### Activity:
Where in the data below does the word "expect" appear? Copy each line that holds it.

Stored data
▬▬▬▬▬▬
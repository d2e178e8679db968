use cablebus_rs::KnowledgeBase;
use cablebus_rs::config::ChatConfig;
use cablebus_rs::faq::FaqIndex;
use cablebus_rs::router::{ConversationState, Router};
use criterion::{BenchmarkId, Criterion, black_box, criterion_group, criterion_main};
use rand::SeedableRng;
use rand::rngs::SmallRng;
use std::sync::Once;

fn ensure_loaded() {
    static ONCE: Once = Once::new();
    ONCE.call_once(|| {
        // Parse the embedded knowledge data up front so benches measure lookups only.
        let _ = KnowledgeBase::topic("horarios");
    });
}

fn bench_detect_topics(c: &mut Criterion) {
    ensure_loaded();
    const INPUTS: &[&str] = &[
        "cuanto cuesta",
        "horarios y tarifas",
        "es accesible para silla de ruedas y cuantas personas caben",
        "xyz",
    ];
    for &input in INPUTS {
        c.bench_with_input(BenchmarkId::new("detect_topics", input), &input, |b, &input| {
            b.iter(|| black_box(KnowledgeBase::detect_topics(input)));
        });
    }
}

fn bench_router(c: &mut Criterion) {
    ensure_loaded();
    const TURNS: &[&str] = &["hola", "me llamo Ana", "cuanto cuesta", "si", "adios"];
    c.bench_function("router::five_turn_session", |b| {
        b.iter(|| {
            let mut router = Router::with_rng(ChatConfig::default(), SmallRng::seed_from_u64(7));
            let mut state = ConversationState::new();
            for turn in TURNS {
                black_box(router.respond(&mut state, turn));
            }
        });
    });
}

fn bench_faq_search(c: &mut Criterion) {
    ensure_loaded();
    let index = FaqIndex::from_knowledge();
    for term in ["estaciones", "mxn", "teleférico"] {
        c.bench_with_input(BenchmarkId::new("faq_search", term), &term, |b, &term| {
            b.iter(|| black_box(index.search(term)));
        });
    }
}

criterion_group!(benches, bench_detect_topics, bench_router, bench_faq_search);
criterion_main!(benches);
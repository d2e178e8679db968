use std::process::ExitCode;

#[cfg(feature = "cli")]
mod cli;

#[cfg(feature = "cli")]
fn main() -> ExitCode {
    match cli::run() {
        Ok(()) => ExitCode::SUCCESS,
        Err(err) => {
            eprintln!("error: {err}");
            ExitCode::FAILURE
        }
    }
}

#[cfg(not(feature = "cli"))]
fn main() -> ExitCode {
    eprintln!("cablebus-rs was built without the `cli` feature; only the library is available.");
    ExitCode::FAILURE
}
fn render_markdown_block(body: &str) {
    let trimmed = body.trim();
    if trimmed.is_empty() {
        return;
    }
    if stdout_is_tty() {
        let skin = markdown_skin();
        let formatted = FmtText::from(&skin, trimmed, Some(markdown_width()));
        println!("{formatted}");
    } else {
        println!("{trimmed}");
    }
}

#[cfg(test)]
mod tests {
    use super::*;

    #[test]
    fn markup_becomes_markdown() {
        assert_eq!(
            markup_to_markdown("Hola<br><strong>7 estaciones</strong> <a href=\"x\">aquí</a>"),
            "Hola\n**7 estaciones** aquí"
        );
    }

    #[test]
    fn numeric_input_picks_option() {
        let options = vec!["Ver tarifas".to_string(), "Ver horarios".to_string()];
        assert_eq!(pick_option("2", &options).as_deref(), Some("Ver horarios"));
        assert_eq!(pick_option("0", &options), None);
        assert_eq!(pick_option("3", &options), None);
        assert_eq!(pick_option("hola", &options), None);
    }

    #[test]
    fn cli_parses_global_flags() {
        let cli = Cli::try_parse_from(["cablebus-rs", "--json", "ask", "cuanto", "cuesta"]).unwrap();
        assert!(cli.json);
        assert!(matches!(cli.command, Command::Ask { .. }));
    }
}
▬▬▬▬▬▬
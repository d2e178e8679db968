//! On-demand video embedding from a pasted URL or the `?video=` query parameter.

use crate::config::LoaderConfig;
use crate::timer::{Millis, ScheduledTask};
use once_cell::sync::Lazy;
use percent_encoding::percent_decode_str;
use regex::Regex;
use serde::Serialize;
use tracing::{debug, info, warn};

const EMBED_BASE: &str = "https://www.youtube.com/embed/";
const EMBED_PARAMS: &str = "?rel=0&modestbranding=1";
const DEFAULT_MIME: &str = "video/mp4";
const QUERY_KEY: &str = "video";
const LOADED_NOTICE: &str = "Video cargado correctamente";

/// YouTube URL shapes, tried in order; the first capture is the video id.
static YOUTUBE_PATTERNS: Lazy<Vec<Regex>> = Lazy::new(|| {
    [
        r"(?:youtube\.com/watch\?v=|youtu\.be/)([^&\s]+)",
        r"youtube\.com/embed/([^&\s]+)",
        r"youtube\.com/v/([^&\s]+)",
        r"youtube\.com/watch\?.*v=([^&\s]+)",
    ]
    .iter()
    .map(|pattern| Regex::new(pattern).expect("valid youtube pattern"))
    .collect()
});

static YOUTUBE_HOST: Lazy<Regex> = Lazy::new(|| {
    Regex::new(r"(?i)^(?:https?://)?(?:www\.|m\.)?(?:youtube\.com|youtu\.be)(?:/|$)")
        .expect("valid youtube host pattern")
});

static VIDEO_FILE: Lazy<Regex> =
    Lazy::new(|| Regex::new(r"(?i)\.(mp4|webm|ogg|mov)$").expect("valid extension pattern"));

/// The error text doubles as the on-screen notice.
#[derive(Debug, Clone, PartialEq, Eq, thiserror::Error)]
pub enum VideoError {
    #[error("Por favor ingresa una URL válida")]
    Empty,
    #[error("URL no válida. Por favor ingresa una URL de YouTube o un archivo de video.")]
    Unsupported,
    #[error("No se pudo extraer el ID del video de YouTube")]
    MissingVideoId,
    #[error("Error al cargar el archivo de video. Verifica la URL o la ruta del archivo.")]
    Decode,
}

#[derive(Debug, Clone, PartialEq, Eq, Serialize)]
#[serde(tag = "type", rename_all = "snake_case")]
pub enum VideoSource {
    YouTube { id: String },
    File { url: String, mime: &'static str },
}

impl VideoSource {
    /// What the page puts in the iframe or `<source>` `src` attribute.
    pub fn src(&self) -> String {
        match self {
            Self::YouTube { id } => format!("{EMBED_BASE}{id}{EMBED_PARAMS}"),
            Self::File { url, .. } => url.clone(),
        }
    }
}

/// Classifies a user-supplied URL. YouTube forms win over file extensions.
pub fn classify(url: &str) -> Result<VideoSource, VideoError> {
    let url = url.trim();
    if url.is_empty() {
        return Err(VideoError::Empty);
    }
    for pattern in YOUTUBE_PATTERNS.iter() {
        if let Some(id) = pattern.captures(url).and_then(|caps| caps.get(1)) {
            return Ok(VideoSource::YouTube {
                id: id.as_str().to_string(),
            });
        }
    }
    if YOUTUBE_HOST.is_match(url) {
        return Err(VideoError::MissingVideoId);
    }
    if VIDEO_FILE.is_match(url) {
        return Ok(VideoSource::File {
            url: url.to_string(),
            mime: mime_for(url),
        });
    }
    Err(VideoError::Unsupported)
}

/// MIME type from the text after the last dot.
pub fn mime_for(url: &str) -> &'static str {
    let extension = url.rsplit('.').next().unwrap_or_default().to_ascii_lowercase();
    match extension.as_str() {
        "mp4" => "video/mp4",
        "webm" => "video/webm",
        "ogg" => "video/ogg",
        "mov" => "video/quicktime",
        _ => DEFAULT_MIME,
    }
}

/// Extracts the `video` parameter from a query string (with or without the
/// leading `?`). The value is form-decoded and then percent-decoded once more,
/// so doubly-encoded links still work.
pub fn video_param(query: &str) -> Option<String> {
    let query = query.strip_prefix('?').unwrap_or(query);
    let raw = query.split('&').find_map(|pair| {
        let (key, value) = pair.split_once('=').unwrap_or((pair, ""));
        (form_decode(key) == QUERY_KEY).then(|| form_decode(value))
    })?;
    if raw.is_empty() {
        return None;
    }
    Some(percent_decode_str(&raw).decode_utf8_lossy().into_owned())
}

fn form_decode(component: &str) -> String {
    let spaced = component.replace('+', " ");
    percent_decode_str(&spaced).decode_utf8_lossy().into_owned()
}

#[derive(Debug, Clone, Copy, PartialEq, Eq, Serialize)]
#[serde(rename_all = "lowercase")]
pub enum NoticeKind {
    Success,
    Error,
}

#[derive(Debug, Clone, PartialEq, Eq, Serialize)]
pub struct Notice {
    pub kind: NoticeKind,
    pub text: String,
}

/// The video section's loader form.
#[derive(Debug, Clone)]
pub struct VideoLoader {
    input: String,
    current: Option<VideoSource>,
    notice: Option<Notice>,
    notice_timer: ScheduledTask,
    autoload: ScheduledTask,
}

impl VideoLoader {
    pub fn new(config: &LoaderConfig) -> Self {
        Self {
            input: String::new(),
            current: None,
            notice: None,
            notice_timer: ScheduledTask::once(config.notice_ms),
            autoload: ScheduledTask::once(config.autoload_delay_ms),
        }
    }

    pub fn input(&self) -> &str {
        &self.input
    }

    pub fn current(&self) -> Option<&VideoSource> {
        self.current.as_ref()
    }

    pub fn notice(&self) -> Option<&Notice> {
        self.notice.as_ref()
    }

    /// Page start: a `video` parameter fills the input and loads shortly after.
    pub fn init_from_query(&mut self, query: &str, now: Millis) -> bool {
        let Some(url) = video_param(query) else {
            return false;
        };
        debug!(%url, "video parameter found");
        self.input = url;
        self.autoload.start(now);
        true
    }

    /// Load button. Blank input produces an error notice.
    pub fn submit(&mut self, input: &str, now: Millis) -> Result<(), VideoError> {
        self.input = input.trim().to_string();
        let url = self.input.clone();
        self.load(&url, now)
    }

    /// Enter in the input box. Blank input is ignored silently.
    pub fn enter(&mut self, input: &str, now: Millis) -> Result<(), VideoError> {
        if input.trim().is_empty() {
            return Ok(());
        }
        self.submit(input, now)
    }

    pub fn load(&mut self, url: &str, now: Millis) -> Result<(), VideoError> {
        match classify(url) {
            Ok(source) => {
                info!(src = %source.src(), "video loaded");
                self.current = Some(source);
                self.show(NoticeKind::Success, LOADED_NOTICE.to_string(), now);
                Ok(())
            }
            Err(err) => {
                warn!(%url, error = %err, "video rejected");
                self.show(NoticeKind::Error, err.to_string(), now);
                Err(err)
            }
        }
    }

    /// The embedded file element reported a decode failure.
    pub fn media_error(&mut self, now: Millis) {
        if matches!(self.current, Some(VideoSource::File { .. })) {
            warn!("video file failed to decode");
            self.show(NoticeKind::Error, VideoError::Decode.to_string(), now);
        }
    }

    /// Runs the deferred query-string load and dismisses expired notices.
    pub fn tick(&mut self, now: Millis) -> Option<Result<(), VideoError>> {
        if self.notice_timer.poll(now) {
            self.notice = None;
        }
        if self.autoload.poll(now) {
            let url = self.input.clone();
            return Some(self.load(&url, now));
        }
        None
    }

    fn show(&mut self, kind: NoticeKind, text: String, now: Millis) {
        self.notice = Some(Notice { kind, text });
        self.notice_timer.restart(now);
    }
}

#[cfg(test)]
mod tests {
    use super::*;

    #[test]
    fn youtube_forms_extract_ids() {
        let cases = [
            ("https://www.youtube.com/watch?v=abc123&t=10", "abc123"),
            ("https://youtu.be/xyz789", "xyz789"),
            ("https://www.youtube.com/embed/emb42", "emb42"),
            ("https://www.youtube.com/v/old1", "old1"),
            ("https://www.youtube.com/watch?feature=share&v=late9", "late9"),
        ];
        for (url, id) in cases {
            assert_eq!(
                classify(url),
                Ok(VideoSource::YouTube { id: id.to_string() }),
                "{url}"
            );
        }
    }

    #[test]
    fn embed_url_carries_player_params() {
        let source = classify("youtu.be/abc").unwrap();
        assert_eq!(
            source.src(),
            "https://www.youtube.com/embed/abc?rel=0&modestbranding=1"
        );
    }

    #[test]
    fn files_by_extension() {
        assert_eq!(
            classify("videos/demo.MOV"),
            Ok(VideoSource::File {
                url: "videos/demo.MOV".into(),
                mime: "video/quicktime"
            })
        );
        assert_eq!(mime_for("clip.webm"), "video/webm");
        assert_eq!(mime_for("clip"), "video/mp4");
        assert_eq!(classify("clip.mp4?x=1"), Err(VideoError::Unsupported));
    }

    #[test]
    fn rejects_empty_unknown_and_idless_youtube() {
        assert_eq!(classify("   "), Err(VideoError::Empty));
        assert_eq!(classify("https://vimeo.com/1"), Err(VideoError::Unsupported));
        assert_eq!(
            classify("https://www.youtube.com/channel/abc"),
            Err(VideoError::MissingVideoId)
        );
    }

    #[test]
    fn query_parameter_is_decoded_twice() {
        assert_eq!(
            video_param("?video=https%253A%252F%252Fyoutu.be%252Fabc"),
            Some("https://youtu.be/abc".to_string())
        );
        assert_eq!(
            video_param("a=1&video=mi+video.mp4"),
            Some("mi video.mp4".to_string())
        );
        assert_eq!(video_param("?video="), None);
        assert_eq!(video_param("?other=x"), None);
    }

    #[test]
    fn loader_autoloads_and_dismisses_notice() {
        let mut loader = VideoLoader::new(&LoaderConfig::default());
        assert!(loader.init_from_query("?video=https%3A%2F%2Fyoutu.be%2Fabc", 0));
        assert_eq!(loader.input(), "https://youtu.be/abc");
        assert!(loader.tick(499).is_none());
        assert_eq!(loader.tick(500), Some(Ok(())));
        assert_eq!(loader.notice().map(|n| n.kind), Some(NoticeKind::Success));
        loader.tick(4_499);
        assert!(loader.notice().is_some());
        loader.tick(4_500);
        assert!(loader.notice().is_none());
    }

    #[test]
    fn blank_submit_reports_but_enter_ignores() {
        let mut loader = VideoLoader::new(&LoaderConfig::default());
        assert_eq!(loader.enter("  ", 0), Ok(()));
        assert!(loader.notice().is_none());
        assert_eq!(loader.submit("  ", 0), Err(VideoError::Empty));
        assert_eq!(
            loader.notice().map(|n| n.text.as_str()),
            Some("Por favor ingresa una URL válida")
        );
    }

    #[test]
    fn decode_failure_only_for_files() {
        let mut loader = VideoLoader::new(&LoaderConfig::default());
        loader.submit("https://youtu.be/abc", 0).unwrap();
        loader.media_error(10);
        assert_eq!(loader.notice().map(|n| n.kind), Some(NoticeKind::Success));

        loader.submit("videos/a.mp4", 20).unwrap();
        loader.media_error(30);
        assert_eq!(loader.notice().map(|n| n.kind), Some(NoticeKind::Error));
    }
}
▬▬▬▬▬▬
### Result:
    .map(|pattern| Regex::new(pattern).expect("valid youtube pattern"))
        .expect("valid youtube host pattern")
    Lazy::new(|| Regex::new(r"(?i)\.(mp4|webm|ogg|mov)$").expect("valid extension pattern"));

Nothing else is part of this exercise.